The main reason people aren’t getting on PrEP is that physicians are mostly unfamiliar with the drug and so they prescribe it less often than they should. The unfamiliarity stems from the fact that before it was released in 2012, PrEP was mostly prescribed by HIV-specialists. Currently, the U.S. has a small number of HIV-specialists (about 1,713), and so those specialists think that that generalists should prescribe PrEP. Paradoxically, general doctors think HIV-specialists should be the ones write prescriptions for it. In the end, no one receives it.

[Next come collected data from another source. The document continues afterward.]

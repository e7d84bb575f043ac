//! Flush scheduler
//!
//! Owns the flush policy and the two sweep classes. Normal sweeps flush
//! eligible destinations; forced sweeps flush everything and recover
//! orphaned snapshots. Each class has its own guard, so a long recovery never
//! blocks the regular cadence and two sweeps of one class never overlap.

use std::collections::HashSet;
use std::sync::Arc;
use std::sync::atomic::{AtomicBool, Ordering};
use std::time::Duration;

use chq_config::FlushConfig;
use chq_staging::StagingArea;
use parking_lot::Mutex;
use tokio::sync::Semaphore;
use tokio_util::task::TaskTracker;

use crate::error::LoadError;
use crate::loader::{BulkLoader, LoadOutcome};
use crate::metrics::FlushMetrics;
use crate::timers::Timers;

/// Sweep class
#[derive(Debug, Clone, Copy, PartialEq, Eq)]
pub enum SweepKind {
    /// Flush destinations whose data is eligible
    Normal,
    /// Flush every destination and recover orphaned snapshots
    Forced,
}

impl SweepKind {
    pub fn as_str(&self) -> &'static str {
        match self {
            Self::Normal => "normal",
            Self::Forced => "forced",
        }
    }
}

/// What one sweep did
#[derive(Debug, Clone, Copy, Default, PartialEq, Eq)]
pub struct SweepReport {
    /// Destinations rotated and loaded
    pub flushed: usize,
    /// Orphaned snapshots loaded
    pub recovered: usize,
    /// Loads that failed (data kept)
    pub failed: usize,
    /// Rows inserted
    pub rows: usize,
}

/// Decides when to flush and runs flushes
pub struct FlushScheduler {
    staging: Arc<StagingArea>,
    loader: Arc<BulkLoader>,
    latency_threshold: Duration,
    size_threshold: u64,
    started: AtomicBool,
    normal_guard: Semaphore,
    forced_guard: Semaphore,
    in_flight: Mutex<HashSet<String>>,
    tracker: TaskTracker,
}

impl FlushScheduler {
    pub fn new(staging: Arc<StagingArea>, loader: Arc<BulkLoader>, config: &FlushConfig) -> Self {
        Self {
            staging,
            loader,
            latency_threshold: config.latency_threshold,
            size_threshold: config.size_threshold,
            started: AtomicBool::new(false),
            normal_guard: Semaphore::new(1),
            forced_guard: Semaphore::new(1),
            in_flight: Mutex::new(HashSet::new()),
            tracker: TaskTracker::new(),
        }
    }

    pub fn staging(&self) -> &Arc<StagingArea> {
        &self.staging
    }

    pub fn metrics(&self) -> &Arc<FlushMetrics> {
        self.loader.metrics()
    }

    /// Startup catch-up has finished
    pub fn is_started(&self) -> bool {
        self.started.load(Ordering::SeqCst)
    }

    // =========================================================================
    // Policy
    // =========================================================================

    /// Whether a destination's staged data should be flushed now
    pub fn eligible(&self, destination: &str) -> bool {
        if !self.is_started() {
            return true;
        }
        let Some(first_pending) = self.staging.first_pending(destination) else {
            return false;
        };
        if first_pending.elapsed() >= self.latency_threshold {
            return true;
        }
        self.staging.pending_bytes(destination) >= self.size_threshold
    }

    // =========================================================================
    // Flushing
    // =========================================================================

    /// Rotate a destination and load the snapshot
    ///
    /// `Ok(None)` when there was nothing staged.
    pub async fn flush(&self, destination: &str) -> Result<Option<LoadOutcome>, LoadError> {
        let Some(snapshot) = self.staging.rotate(destination).await? else {
            return Ok(None);
        };
        self.loader.load(snapshot).await.map(Some)
    }

    /// Flush a destination in a tracked background task
    ///
    /// Does nothing if a spawned flush for the destination is still running.
    pub fn spawn_flush(self: &Arc<Self>, destination: &str) {
        if !self.in_flight.lock().insert(destination.to_string()) {
            return;
        }

        let scheduler = Arc::clone(self);
        let destination = destination.to_string();
        self.tracker.spawn(async move {
            if let Err(e) = scheduler.flush(&destination).await {
                tracing::warn!(destination = %destination, error = %e, "flush failed");
            }
            scheduler.in_flight.lock().remove(&destination);
        });
    }

    // =========================================================================
    // Sweeps
    // =========================================================================

    /// Run one sweep; `None` if a sweep of the same kind is already running
    pub async fn sweep(&self, kind: SweepKind) -> Option<SweepReport> {
        let guard = match kind {
            SweepKind::Normal => &self.normal_guard,
            SweepKind::Forced => &self.forced_guard,
        };
        let Ok(_permit) = guard.try_acquire() else {
            self.metrics().record_sweep_skipped();
            tracing::debug!(kind = kind.as_str(), "sweep already running, skipping");
            return None;
        };

        let include_orphans = kind == SweepKind::Forced;
        let pending = match self.staging.list_pending(include_orphans).await {
            Ok(pending) => pending,
            Err(e) => {
                tracing::error!(
                    kind = kind.as_str(),
                    error = %e,
                    "listing staging directory failed"
                );
                return Some(SweepReport::default());
            }
        };

        let mut report = SweepReport::default();

        for destination in &pending.destinations {
            if kind == SweepKind::Normal && !self.eligible(destination) {
                continue;
            }
            match self.flush(destination).await {
                Ok(Some(outcome)) => {
                    report.flushed += 1;
                    report.rows += outcome.rows;
                }
                Ok(None) => {}
                Err(e) => {
                    report.failed += 1;
                    tracing::warn!(destination = %destination, error = %e, "sweep flush failed");
                }
            }
        }

        for orphan in pending.orphans {
            let destination = orphan.destination().to_string();
            match self.loader.load(orphan).await {
                Ok(outcome) => {
                    report.recovered += 1;
                    report.rows += outcome.rows;
                }
                Err(e) => {
                    report.failed += 1;
                    tracing::warn!(destination = %destination, error = %e, "orphan recovery failed");
                }
            }
        }

        self.metrics().record_sweep();
        if report != SweepReport::default() {
            tracing::info!(
                kind = kind.as_str(),
                flushed = report.flushed,
                recovered = report.recovered,
                failed = report.failed,
                rows = report.rows,
                "sweep finished"
            );
        }

        Some(report)
    }

    /// Catch up on leftovers, then switch to threshold-based flushing
    pub async fn startup(&self) -> SweepReport {
        let mut total = SweepReport::default();
        for kind in [SweepKind::Normal, SweepKind::Forced] {
            if let Some(report) = self.sweep(kind).await {
                total.flushed += report.flushed;
                total.recovered += report.recovered;
                total.failed += report.failed;
                total.rows += report.rows;
            }
        }
        self.started.store(true, Ordering::SeqCst);

        tracing::info!(
            flushed = total.flushed,
            recovered = total.recovered,
            failed = total.failed,
            rows = total.rows,
            "startup catch-up complete"
        );
        total
    }

    /// Install the periodic normal and forced sweeps
    pub fn schedule(
        self: &Arc<Self>,
        timers: &Timers,
        sweep_interval: Duration,
        recovery_interval: Duration,
    ) {
        let scheduler = Arc::clone(self);
        timers.repeat(sweep_interval, move || {
            let scheduler = Arc::clone(&scheduler);
            async move {
                scheduler.sweep(SweepKind::Normal).await;
            }
        });

        let scheduler = Arc::clone(self);
        timers.repeat(recovery_interval, move || {
            let scheduler = Arc::clone(&scheduler);
            async move {
                scheduler.sweep(SweepKind::Forced).await;
            }
        });
    }

    /// Wait for spawned flushes, at most `grace`
    ///
    /// Returns false if flushes were still running when the grace expired.
    /// Their snapshots stay on disk for the next process to recover.
    pub async fn drain(&self, grace: Duration) -> bool {
        self.tracker.close();
        let drained = tokio::time::timeout(grace, self.tracker.wait()).await.is_ok();
        if !drained {
            tracing::warn!(
                in_flight = self.tracker.len(),
                grace_ms = grace.as_millis() as u64,
                "flushes still running after grace period"
            );
        }
        drained
    }
}

impl std::fmt::Debug for FlushScheduler {
    fn fmt(&self, f: &mut std::fmt::Formatter<'_>) -> std::fmt::Result {
        f.debug_struct("FlushScheduler")
            .field("latency_threshold", &self.latency_threshold)
            .field("size_threshold", &self.size_threshold)
            .field("started", &self.is_started())
            .finish()
    }
}

#[cfg(test)]
#[path = "scheduler_test.rs"]
mod scheduler_test;
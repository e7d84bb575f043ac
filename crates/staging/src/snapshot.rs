//! Rotated staging snapshots and their claims

use std::collections::HashSet;
use std::io::ErrorKind;
use std::path::{Path, PathBuf};
use std::sync::Arc;

use parking_lot::Mutex;
use tokio::io::AsyncWriteExt;

use crate::error::{Result, StagingError};

/// Paths currently owned by an in-flight load
#[derive(Debug, Clone, Default)]
pub(crate) struct Claims {
    inner: Arc<Mutex<HashSet<PathBuf>>>,
}

impl Claims {
    /// Claim a snapshot path; `None` if someone else holds it
    pub(crate) fn try_claim(
        &self,
        destination: &str,
        path: PathBuf,
        orphan: bool,
    ) -> Option<FlushSnapshot> {
        if !self.inner.lock().insert(path.clone()) {
            return None;
        }
        Some(FlushSnapshot {
            destination: destination.to_string(),
            path,
            orphan,
            claims: self.clone(),
        })
    }

    pub(crate) fn is_claimed(&self, path: &Path) -> bool {
        self.inner.lock().contains(path)
    }

    fn release(&self, path: &Path) {
        self.inner.lock().remove(path);
    }
}

/// A rotated staging file, exclusively owned until dropped
///
/// Dropping the snapshot releases the claim but leaves the file alone; only
/// [`FlushSnapshot::remove`] deletes it.
#[derive(Debug)]
pub struct FlushSnapshot {
    destination: String,
    path: PathBuf,
    orphan: bool,
    claims: Claims,
}

impl FlushSnapshot {
    pub fn destination(&self) -> &str {
        &self.destination
    }

    pub fn path(&self) -> &Path {
        &self.path
    }

    /// Found by recovery rather than produced by a rotation
    pub fn is_orphan(&self) -> bool {
        self.orphan
    }

    /// Whole snapshot contents; `None` if the file is already gone
    pub async fn read(&self) -> Result<Option<String>> {
        match tokio::fs::read(&self.path).await {
            Ok(bytes) => Ok(Some(String::from_utf8_lossy(&bytes).into_owned())),
            Err(e) if e.kind() == ErrorKind::NotFound => Ok(None),
            Err(e) => Err(StagingError::io(&self.path, e)),
        }
    }

    /// Atomically replace the snapshot contents
    ///
    /// Writes a sibling temp file, syncs it and renames it over the snapshot.
    pub async fn replace(&self, contents: &str) -> Result<()> {
        let mut tmp = self.path.clone().into_os_string();
        tmp.push(".tmp");
        let tmp = PathBuf::from(tmp);

        let mut file = tokio::fs::File::create(&tmp)
            .await
            .map_err(|e| StagingError::io(&tmp, e))?;
        file.write_all(contents.as_bytes())
            .await
            .map_err(|e| StagingError::io(&tmp, e))?;
        file.sync_all().await.map_err(|e| StagingError::io(&tmp, e))?;
        drop(file);

        tokio::fs::rename(&tmp, &self.path)
            .await
            .map_err(|e| StagingError::io(&self.path, e))
    }

    /// Delete the snapshot file; already-missing files are fine
    pub async fn remove(self) -> Result<()> {
        match tokio::fs::remove_file(&self.path).await {
            Ok(()) => Ok(()),
            Err(e) if e.kind() == ErrorKind::NotFound => Ok(()),
            Err(e) => Err(StagingError::io(&self.path, e)),
        }
    }
}

impl Drop for FlushSnapshot {
    fn drop(&mut self) {
        self.claims.release(&self.path);
    }
}
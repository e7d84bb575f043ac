//! Tests for schema classification

use super::*;

// =============================================================================
// Type classification
// =============================================================================

#[test]
fn test_integer_types() {
    for ty in ["Int8", "Int64", "UInt32", "UInt256", "Bool"] {
        assert_eq!(LogicalType::from_store_type(ty), LogicalType::Int, "{ty}");
    }
}

#[test]
fn test_float_types() {
    for ty in ["Float32", "Float64", "Decimal(18, 4)", "Decimal64(3)"] {
        assert_eq!(LogicalType::from_store_type(ty), LogicalType::Float, "{ty}");
    }
}

#[test]
fn test_string_types() {
    for ty in [
        "String",
        "FixedString(16)",
        "Date",
        "DateTime('UTC')",
        "DateTime64(3, 'UTC')",
        "UUID",
        "Enum8('a' = 1, 'b' = 2)",
        "IPv6",
    ] {
        assert_eq!(LogicalType::from_store_type(ty), LogicalType::String, "{ty}");
    }
}

#[test]
fn test_other_types_pass_through() {
    for ty in ["Array(String)", "Map(String, UInt64)", "JSON", "Tuple(a UInt8)"] {
        assert_eq!(
            LogicalType::from_store_type(ty),
            LogicalType::Passthrough,
            "{ty}"
        );
    }
}

#[test]
fn test_unwrap_modifiers() {
    assert_eq!(unwrap_modifiers("UInt64"), ("UInt64", false));
    assert_eq!(unwrap_modifiers("Nullable(String)"), ("String", true));
    assert_eq!(
        unwrap_modifiers("LowCardinality(Nullable(String))"),
        ("String", true)
    );
    assert_eq!(unwrap_modifiers("LowCardinality(String)"), ("String", false));
}

// =============================================================================
// Column schema
// =============================================================================

#[test]
fn test_column_from_description() {
    let column = ColumnSchema::from(ColumnDescription::new(
        "country",
        "LowCardinality(Nullable(String))",
    ));
    assert_eq!(column.name, "country");
    assert_eq!(column.logical_type, LogicalType::String);
    assert!(column.nullable);
    assert!(column.insertable);
    assert_eq!(column.default_expression, None);
    assert_eq!(column.store_type, "LowCardinality(Nullable(String))");
}

#[test]
fn test_default_expression_kept() {
    let column = ColumnSchema::from(
        ColumnDescription::new("created", "DateTime").with_default("DEFAULT", "now()"),
    );
    assert!(column.insertable);
    assert_eq!(column.default_expression.as_deref(), Some("now()"));
}

#[test]
fn test_computed_columns_not_insertable() {
    for kind in ["MATERIALIZED", "ALIAS"] {
        let column = ColumnSchema::from(
            ColumnDescription::new("day", "Date").with_default(kind, "toDate(created)"),
        );
        assert!(!column.insertable, "{kind}");
        assert_eq!(column.default_expression, None);
    }
}

#[test]
fn test_table_schema_lookup() {
    let schema = TableSchema::from_descriptions(vec![
        ColumnDescription::new("id", "UInt64"),
        ColumnDescription::new("name", "String"),
    ]);
    assert_eq!(schema.len(), 2);
    assert_eq!(schema.column("name").map(|c| c.logical_type), Some(LogicalType::String));
    assert!(schema.column("missing").is_none());
    assert_eq!(schema.columns()[0].name, "id");
}
//! Pending command - List staging files and unloaded snapshots

use anyhow::{Context, Result};
use chq_config::Config;
use chq_staging::{PendingFile, PendingKind, StagingArea};

/// Run the pending command
pub async fn run(config: Config) -> Result<()> {
    let staging = StagingArea::open(&config.staging)
        .await
        .context("failed to open staging directory")?;
    let files = staging
        .inventory()
        .await
        .context("failed to list staging directory")?;

    if files.is_empty() {
        println!("nothing pending in {}", staging.dir().display());
        return Ok(());
    }

    println!("{:<9} {:<32} {:>12}  PATH", "KIND", "DESTINATION", "BYTES");
    for file in &files {
        println!("{}", format_row(file));
    }

    let total: u64 = files.iter().map(|f| f.bytes).sum();
    println!("{} file(s), {} bytes", files.len(), total);
    Ok(())
}

fn format_row(file: &PendingFile) -> String {
    let kind = match file.kind {
        PendingKind::Active => "active",
        PendingKind::Snapshot => "snapshot",
    };
    format!(
        "{:<9} {:<32} {:>12}  {}",
        kind,
        file.destination,
        file.bytes,
        file.path.display()
    )
}
//! chq - Flush
//!
//! Moves staged rows into the store.
//!
//! # Architecture
//!
//! ```text
//!   append ──eligible?──► spawn_flush ─┐
//!   sweep timer (normal) ──────────────┼─► rotate ──► BulkLoader ──► Store
//!   sweep timer (forced) ──orphans─────┘                  │
//!                                             success: delete snapshot
//!                                             failure: keep for recovery
//! ```
//!
//! A destination becomes eligible when its oldest staged row reaches the
//! latency threshold or its staging file reaches the size threshold. Forced
//! sweeps ignore eligibility and also pick up snapshots left behind by
//! failed loads or crashed processes.

mod backoff;
mod error;
mod loader;
mod metrics;
mod scheduler;
mod timers;

pub use backoff::{Backoff, RetryPolicy};
pub use error::LoadError;
pub use loader::{BulkLoader, LoadOutcome, MAX_LOGGED_STATEMENT_CHARS};
pub use metrics::{FlushMetrics, FlushMetricsSnapshot};
pub use scheduler::{FlushScheduler, SweepKind, SweepReport};
pub use timers::Timers;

The secondary reason is more troubling: a majority of doctors in several surveys admit that they’re less likely to prescribe PrEP if they think their patients will become sluttier, abandon condoms and increase their chances of getting STDs. Also, PrEP is still too expensive for some people who are not covered by certain Medicaid programs and private insurers, even though one PrEP manufacturer (Gilead) has a co-pay assistance program.